🤖 AI Summary
Efficient quantum simulation of electronic wavefunctions in large periodic nanoscale structures—such as multi-quantum-dot arrays—remains computationally prohibitive due to high-dimensional discretizations of the Schrödinger equation.
Method: We propose a Galerkin-based framework integrating physical priors and dimensionality reduction: specifically, we incorporate Proper Orthogonal Decomposition (POD)-constructed potential bases into the Quantum Element Method (QEM), yielding the POD-QEM-Galerkin model. The method jointly leverages first-principles Schrödinger physics, POD-driven basis compression, QEM parametrization, and Galerkin projection.

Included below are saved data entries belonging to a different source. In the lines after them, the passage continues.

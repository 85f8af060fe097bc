//! Error types for the retriever crate.

use docsearch_context::ContextError;
use docsearch_embed::EmbedError;
use std::path::PathBuf;
use thiserror::Error;

pub type Result<T> = std::result::Result<T, RetrieverError>;

#[derive(Error, Debug)]
pub enum RetrieverError {
    #[error(transparent)]
    Context(#[from] ContextError),

    #[error("Embedding failed: {0}")]
    Embedding(#[from] EmbedError),

    #[error("Store error during {context}: {source}")]
    Store {
        context: String,
        #[source]
        source: sqlx::Error,
    },

    #[error("Persistence error at {path}: {message}")]
    Persistence { path: PathBuf, message: String },

    #[error("Dimension mismatch: expected {expected}, got {actual}")]
    DimensionMismatch { expected: usize, actual: usize },

    #[error("Got {chunks} chunks but {metadatas} metadata entries")]
    LengthMismatch { chunks: usize, metadatas: usize },

    #[error("Invalid configuration: {message}")]
    InvalidConfig { message: String },

    #[error("IO error at {path}: {source}")]
    Io {
        path: PathBuf,
        #[source]
        source: std::io::Error,
    },

    #[error("Async task failed: {0}")]
    AsyncTask(#[from] tokio::task::JoinError),
}

impl RetrieverError {
    pub fn store(context: impl Into<String>, source: sqlx::Error) -> Self {
        Self::Store {
            context: context.into(),
            source,
        }
    }

    pub fn persistence(path: impl Into<PathBuf>, message: impl std::fmt::Display) -> Self {
        Self::Persistence {
            path: path.into(),
            message: message.to_string(),
        }
    }

    pub fn invalid_config(message: impl Into<String>) -> Self {
        Self::InvalidConfig {
            message: message.into(),
        }
    }

    pub fn io(path: impl Into<PathBuf>, source: std::io::Error) -> Self {
        Self::Io {
            path: path.into(),
            source,
        }
    }
}
use serde::{Deserialize, Serialize};

/// Inventory slots below this index hold what the trader sells;
/// everything from this index on is what the trader wants to buy.
pub const SELL_SLOT_COUNT: usize = 16;

/// One line of a trader's sell or want list.
#[derive(Debug, Clone, Default, Serialize, Deserialize, PartialEq, Eq)]
pub struct TradeOffer {
    /// Resolved display name. May come from a wrapped trade stack rather than the raw item.
    pub name: String,
    /// Trades currently available. Forced to 0 when `sold_out` is set.
    pub stock: u32,
    /// Pack size represented by one trade unit.
    pub unit_stack_size: u32,
    pub price: u32,
    pub sold_out: bool,
}

/// Both sides of a single inventory scan, in slot order.
#[derive(Debug, Clone, Default, Serialize, Deserialize, PartialEq, Eq)]
pub struct OfferSnapshot {
    pub sells: Vec<TradeOffer>,
    pub wants: Vec<TradeOffer>,
}

impl OfferSnapshot {
    /// Append an offer to the side its originating slot belongs to.
    pub fn push(&mut self, slot_index: usize, offer: TradeOffer) {
        if slot_index < SELL_SLOT_COUNT {
            self.sells.push(offer);
        } else {
            self.wants.push(offer);
        }
    }

    pub fn is_empty(&self) -> bool {
        self.sells.is_empty() && self.wants.is_empty()
    }
}

#[cfg(test)]
mod tests {
    use super::*;

    fn offer(name: &str) -> TradeOffer {
        TradeOffer {
            name: name.to_string(),
            stock: 1,
            unit_stack_size: 1,
            price: 2,
            sold_out: false,
        }
    }

    #[test]
    fn push_splits_at_sell_boundary() {
        let mut snapshot = OfferSnapshot::default();
        snapshot.push(0, offer("first"));
        snapshot.push(15, offer("last sell"));
        snapshot.push(16, offer("first want"));
        snapshot.push(40, offer("late want"));

        assert_eq!(snapshot.sells.len(), 2);
        assert_eq!(snapshot.sells[1].name, "last sell");
        assert_eq!(snapshot.wants.len(), 2);
        assert_eq!(snapshot.wants[0].name, "first want");
    }

    #[test]
    fn empty_snapshot() {
        assert!(OfferSnapshot::default().is_empty());
        let mut snapshot = OfferSnapshot::default();
        snapshot.push(20, offer("want"));
        assert!(!snapshot.is_empty());
    }
}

Contribution/Results: Theoretically, we prove that POD-derived potential bases significantly outperform conventional Fourier bases under periodic potentials—achieving higher accuracy, stronger robustness, and superior generalizability. Numerical experiments on multi-quantum-dot systems demonstrate over 100× speedup versus standard approaches; acceleration scales favorably with system size, while maintaining sub-meV energy accuracy.
📝 Abstract
Quantum nanostructures offer crucial applications in electronics, photonics, materials, drugs, etc. For accurate design and analysis of nanostructures and materials, simulations of the Schrodinger or Schrodinger-like equation are always needed. For large nanostructures, these eigenvalue problems can be computationally intensive. One effective solution is a learning method via Proper Orthogonal Decomposition (POD), together with ab initio Galerkin projection of the Schrodinger equation. POD-Galerkin projects the problem onto a reduced-order space with the POD basis representing electron wave functions (WFs) guided by the first principles in simulations. To minimize training effort and enhance robustness of POD-Galerkin in larger structures, the quantum element method (QEM) was proposed previously, which partitions nanostructures into generic quantum elements. Larger nanostructures can then be constructed by the trained generic quantum elements, each of which is represented by its POD-Galerkin model. This work investigates QEM-Galerkin thoroughly in multi-element quantum-dot (QD) structures on approaches to further improve training effectiveness and simulation accuracy and efficiency for QEM-Galerkin. To further improve computing speed, POD and Fourier bases for periodic potentials are also examined in QEM-Galerkin simulations. Results indicate that, considering efficiency and accuracy, the POD potential basis is superior to the Fourier potential basis even for periodic potentials. Overall, QEM-Galerkin offers more than a 2-order speedup in computation over direct numerical simulation for multi-element QD structures, and more improvement is observed in a structure comprising more elements.